**WHAT TO WORK ON:** The answer must consist of every line from the data that holds "threshold".

**ENTRIES PROVIDED:**
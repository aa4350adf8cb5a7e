// Gossip-based membership and failure detection.
//
// Each node maintains a list of peers with per-peer heartbeats and local
// timestamps. Heartbeats are advertised by periodic gossip fan-out; an
// entry whose timestamp ages past the suspicion threshold stops being
// advertised and drops off the ring, and past the removal threshold it is
// deleted from the list. In the absence of message loss a crashed peer is
// removed at every correct node within the removal threshold plus the
// gossip propagation delay.

pub mod entry;
pub mod protocol;
pub mod wire;

pub use entry::{MemberEntry, MemberList, MergeOutcome};
pub use protocol::MembershipProtocol;
pub use wire::MembershipFrame;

**THE COMPLETED TASK:**
// entry whose timestamp ages past the suspicion threshold stops being
// advertised and drops off the ring, and past the removal threshold it is
// removed at every correct node within the removal threshold plus the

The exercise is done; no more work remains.